Lakela’s mint, Dicerandra immaculata, is distinguished from related mint plants by the spotless, or “immaculate,” flowers from which it derives its scientific name.
At the intersection of a Finnish American botanist, a longtime editor of Ladies Home Journal and a 205-foot singing neo-Gothic tower sits a very refreshing little plant. It is one of the rarest plants in the world. And it lives in our backyard and nowhere else.
Lakela’s mint is a severely endangered aromatic shrub whose only known habitat is a strip of land about 3 miles long and less than half a mile wide in northern St. Lucie and southern Indian River counties.
It is one of 64 Florida species being fostered by the Rare Plant Conservation Program at Bok Tower Gardens in Lake Wales, about 80 miles west of Vero Beach. The program’s 2,500 plants and 3 million seeds represent the garden’s contribution to a national collection of threatened and endangered plant species maintained by the Center for Plant Conservation through its network of 57 botanical gardens and organizations.

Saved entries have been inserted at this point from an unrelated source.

use chrono::{DateTime, Utc};
use serde::{Deserialize, Serialize};

use super::serde_helpers::optional_timestamp;

/// Account type, fixed by the login endpoint that issued the session
#[derive(Debug, Clone, Copy, PartialEq, Eq, Hash, Serialize, Deserialize)]
#[serde(rename_all = "lowercase")]
pub enum Role {
    Teacher,
    Student,
}

impl Role {
    /// Path segment of the matching login endpoint
    pub fn login_path(self) -> &'static str {
        match self {
            Role::Teacher => "/auth/teacher/login",
            Role::Student => "/auth/student/login",
        }
    }
}

impl std::fmt::Display for Role {
    fn fmt(&self, f: &mut std::fmt::Formatter<'_>) -> std::fmt::Result {
        match self {
            Role::Teacher => write!(f, "teacher"),
            Role::Student => write!(f, "student"),
        }
    }
}

impl std::str::FromStr for Role {
    type Err = String;

    fn from_str(s: &str) -> Result<Self, Self::Err> {
        match s.trim().to_lowercase().as_str() {
            "teacher" => Ok(Role::Teacher),
            "student" => Ok(Role::Student),
            other => Err(format!("unknown role '{}', expected teacher or student", other)),
        }
    }
}

/// Cached profile of the logged-in user
///
/// Teachers carry an email, students a username and their teacher's id.
#[derive(Debug, Clone, PartialEq, Serialize, Deserialize)]
pub struct UserProfile {
    pub id: String,
    #[serde(default)]
    pub first_name: String,
    #[serde(default)]
    pub last_name: String,
    #[serde(default, skip_serializing_if = "Option::is_none")]
    pub email: Option<String>,
    #[serde(default, skip_serializing_if = "Option::is_none")]
    pub username: Option<String>,
    #[serde(default, skip_serializing_if = "Option::is_none")]
    pub teacher_id: Option<String>,
    #[serde(
        default,
        deserialize_with = "optional_timestamp",
        skip_serializing_if = "Option::is_none"
    )]
    pub created_at: Option<DateTime<Utc>>,
}

impl UserProfile {
    pub fn display_name(&self) -> String {
        let name = format!("{} {}", self.first_name, self.last_name);
        let name = name.trim();
        if name.is_empty() {
            self.username
                .clone()
                .or_else(|| self.email.clone())
                .unwrap_or_else(|| self.id.clone())
        } else {
            name.to_string()
        }
    }
}

/// Login / registration reply
#[derive(Debug, Clone, Deserialize)]
pub struct AuthResponse {
    pub access_token: String,
    #[serde(default)]
    pub token_type: Option<String>,
    pub user: UserProfile,
}

#[derive(Debug, Clone, Serialize)]
pub struct TeacherCredentials {
    pub email: String,
    pub password: String,
}

#[derive(Debug, Clone, Serialize)]
pub struct StudentCredentials {
    pub username: String,
    pub password: String,
}

#[derive(Debug, Clone, Serialize)]
pub struct TeacherRegistration {
    pub email: String,
    pub password: String,
    pub first_name: String,
    pub last_name: String,
}
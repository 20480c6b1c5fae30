//! Spelling word lists - business capability layer

use tracing::info;

use crate::clients::ApiClient;
use crate::error::AppResult;
use crate::models::{Role, SpellingWordList, SpellingWordListDraft};

/// Weekly word lists a teacher keeps per student
#[derive(Debug, Clone)]
pub struct SpellingService {
    client: ApiClient,
}

impl SpellingService {
    pub fn new(client: ApiClient) -> Self {
        Self { client }
    }

    pub async fn lists(&self) -> AppResult<Vec<SpellingWordList>> {
        self.client.session().require(Role::Teacher)?;
        self.client.list_spelling_lists().await
    }

    /// The ten-word rule is checked before anything is sent
    pub async fn create(&self, draft: &SpellingWordListDraft) -> AppResult<SpellingWordList> {
        self.client.session().require(Role::Teacher)?;
        draft.validate()?;
        let list = self.client.create_spelling_list(draft).await?;
        info!("🔤 Saved word list \"{}\"", list.name);
        Ok(list)
    }

    pub async fn update(
        &self,
        id: &str,
        draft: &SpellingWordListDraft,
    ) -> AppResult<SpellingWordList> {
        self.client.session().require(Role::Teacher)?;
        draft.validate()?;
        self.client.update_spelling_list(id, draft).await
    }

    pub async fn delete(&self, id: &str) -> AppResult<()> {
        self.client.session().require(Role::Teacher)?;
        self.client.delete_spelling_list(id).await?;
        Ok(())
    }
}
use chrono::{DateTime, Utc};
use serde::{Deserialize, Serialize};

use super::serde_helpers::{null_as_default, optional_timestamp};
use crate::error::ValidationError;

/// Words per list
pub const WORDS_PER_LIST: usize = 10;

/// Weekly spelling words for one student
#[derive(Debug, Clone, PartialEq, Serialize, Deserialize)]
pub struct SpellingWordList {
    pub id: String,
    pub student_id: String,
    pub name: String,
    #[serde(default, deserialize_with = "null_as_default")]
    pub words: Vec<String>,
    #[serde(default)]
    pub student_name: Option<String>,
    #[serde(default, deserialize_with = "optional_timestamp")]
    pub created_at: Option<DateTime<Utc>>,
}

#[derive(Debug, Clone, PartialEq, Eq, Serialize)]
pub struct SpellingWordListDraft {
    pub student_id: String,
    pub name: String,
    pub words: Vec<String>,
}

impl SpellingWordListDraft {
    /// Words are trimmed; exactly ten non-blank words are required
    pub fn new(student_id: impl Into<String>, name: impl Into<String>, words: Vec<String>) -> Self {
        Self {
            student_id: student_id.into(),
            name: name.into(),
            words: words.into_iter().map(|w| w.trim().to_string()).collect(),
        }
    }

    pub fn validate(&self) -> Result<(), ValidationError> {
        if self.student_id.trim().is_empty() || self.name.trim().is_empty() {
            return Err(ValidationError::MissingFields {
                form: "spelling word list",
            });
        }
        if self.words.len() != WORDS_PER_LIST || self.words.iter().any(|w| w.is_empty()) {
            return Err(ValidationError::WordListSize {
                expected: WORDS_PER_LIST,
            });
        }
        Ok(())
    }
}
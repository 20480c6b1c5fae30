//! Session context
//!
//! The bearer token and cached profile are the only state shared between
//! components. They live in one [`SessionContext`] that is handed to whoever
//! needs it. Reads are open to everyone; writes are crate-private and only
//! the auth service performs them (login, register, logout, reset).

use serde::{Deserialize, Serialize};
use std::path::{Path, PathBuf};
use std::sync::{Arc, RwLock};
use tokio::fs;
use tracing::{debug, warn};

use crate::error::{AppResult, AuthError, SessionError};
use crate::models::{Role, UserProfile};

/// Token plus the profile it was issued for
#[derive(Debug, Clone, PartialEq, Serialize, Deserialize)]
pub struct Session {
    pub token: String,
    pub role: Role,
    pub user: UserProfile,
}

/// Durable storage for the session (one JSON file)
#[derive(Debug, Clone)]
pub struct SessionStore {
    path: PathBuf,
}

impl SessionStore {
    pub fn new(path: impl Into<PathBuf>) -> Self {
        Self { path: path.into() }
    }

    pub fn path(&self) -> &Path {
        &self.path
    }

    /// `Ok(None)` when nothing is stored
    pub async fn load(&self) -> AppResult<Option<Session>> {
        let content = match fs::read_to_string(&self.path).await {
            Ok(content) => content,
            Err(e) if e.kind() == std::io::ErrorKind::NotFound => return Ok(None),
            Err(source) => {
                return Err(SessionError::ReadFailed {
                    path: self.path.display().to_string(),
                    source,
                }
                .into())
            }
        };
        let session = serde_json::from_str(&content).map_err(|source| SessionError::Corrupt {
            path: self.path.display().to_string(),
            source,
        })?;
        Ok(Some(session))
    }

    pub async fn save(&self, session: &Session) -> AppResult<()> {
        let json = serde_json::to_string_pretty(session).map_err(|source| SessionError::Corrupt {
            path: self.path.display().to_string(),
            source,
        })?;
        fs::write(&self.path, json).await.map_err(|source| SessionError::WriteFailed {
            path: self.path.display().to_string(),
            source,
        })?;
        Ok(())
    }

    /// Removes the file; a missing file is not an error
    pub async fn clear(&self) -> AppResult<()> {
        match fs::remove_file(&self.path).await {
            Ok(()) => Ok(()),
            Err(e) if e.kind() == std::io::ErrorKind::NotFound => Ok(()),
            Err(source) => Err(SessionError::WriteFailed {
                path: self.path.display().to_string(),
                source,
            }
            .into()),
        }
    }
}

/// Shared, cloneable handle to the current session
#[derive(Debug, Clone)]
pub struct SessionContext {
    current: Arc<RwLock<Option<Session>>>,
    store: SessionStore,
}

impl SessionContext {
    /// Logged out, without reading the store
    pub fn new(store: SessionStore) -> Self {
        Self {
            current: Arc::new(RwLock::new(None)),
            store,
        }
    }

    /// Restores whatever the store holds
    ///
    /// A corrupt or unreadable file is discarded and the user starts logged out.
    pub async fn restore(store: SessionStore) -> Self {
        let current = match store.load().await {
            Ok(session) => session,
            Err(e) => {
                warn!("⚠️ Discarding stored session: {}", e);
                if let Err(e) = store.clear().await {
                    warn!("⚠️ Could not remove stored session: {}", e);
                }
                None
            }
        };
        if let Some(session) = &current {
            debug!("Restored {} session for {}", session.role, session.user.display_name());
        }
        Self {
            current: Arc::new(RwLock::new(current)),
            store,
        }
    }

    pub fn current(&self) -> Option<Session> {
        self.read().clone()
    }

    pub fn token(&self) -> Option<String> {
        self.read().as_ref().map(|s| s.token.clone())
    }

    pub fn role(&self) -> Option<Role> {
        self.read().as_ref().map(|s| s.role)
    }

    pub fn is_authenticated(&self) -> bool {
        self.read().is_some()
    }

    /// Requires a session of the given role
    pub fn require(&self, role: Role) -> AppResult<Session> {
        match self.current() {
            None => Err(AuthError::NotLoggedIn.into()),
            Some(session) if session.role != role => Err(AuthError::WrongRole {
                required: role,
                actual: session.role,
            }
            .into()),
            Some(session) => Ok(session),
        }
    }

    pub fn store(&self) -> &SessionStore {
        &self.store
    }

    /// Persists first, then publishes
    pub(crate) async fn establish(&self, session: Session) -> AppResult<()> {
        self.store.save(&session).await?;
        *self.write() = Some(session);
        Ok(())
    }

    /// Forgets the session in memory, then removes the file
    pub(crate) async fn end(&self) -> AppResult<()> {
        *self.write() = None;
        self.store.clear().await
    }

    fn read(&self) -> std::sync::RwLockReadGuard<'_, Option<Session>> {
        self.current.read().unwrap_or_else(|poisoned| poisoned.into_inner())
    }

    fn write(&self) -> std::sync::RwLockWriteGuard<'_, Option<Session>> {
        self.current.write().unwrap_or_else(|poisoned| poisoned.into_inner())
    }
}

Cheryl Peterson, the biologist who runs Bok’s Rare Plant Conservation Program, is enthusiastic about her work. She discusses the plants in her care with approximately the same demeanor as a mother describing her child’s latest accomplishments. After studying botany and microbiology at the University of Oklahoma, she obtained master’s degrees in cell and molecular biology from Florida Institute of Technology in Melbourne. “I wanted to learn about life,” she says, “to understand it and to work to promote it and protect it.”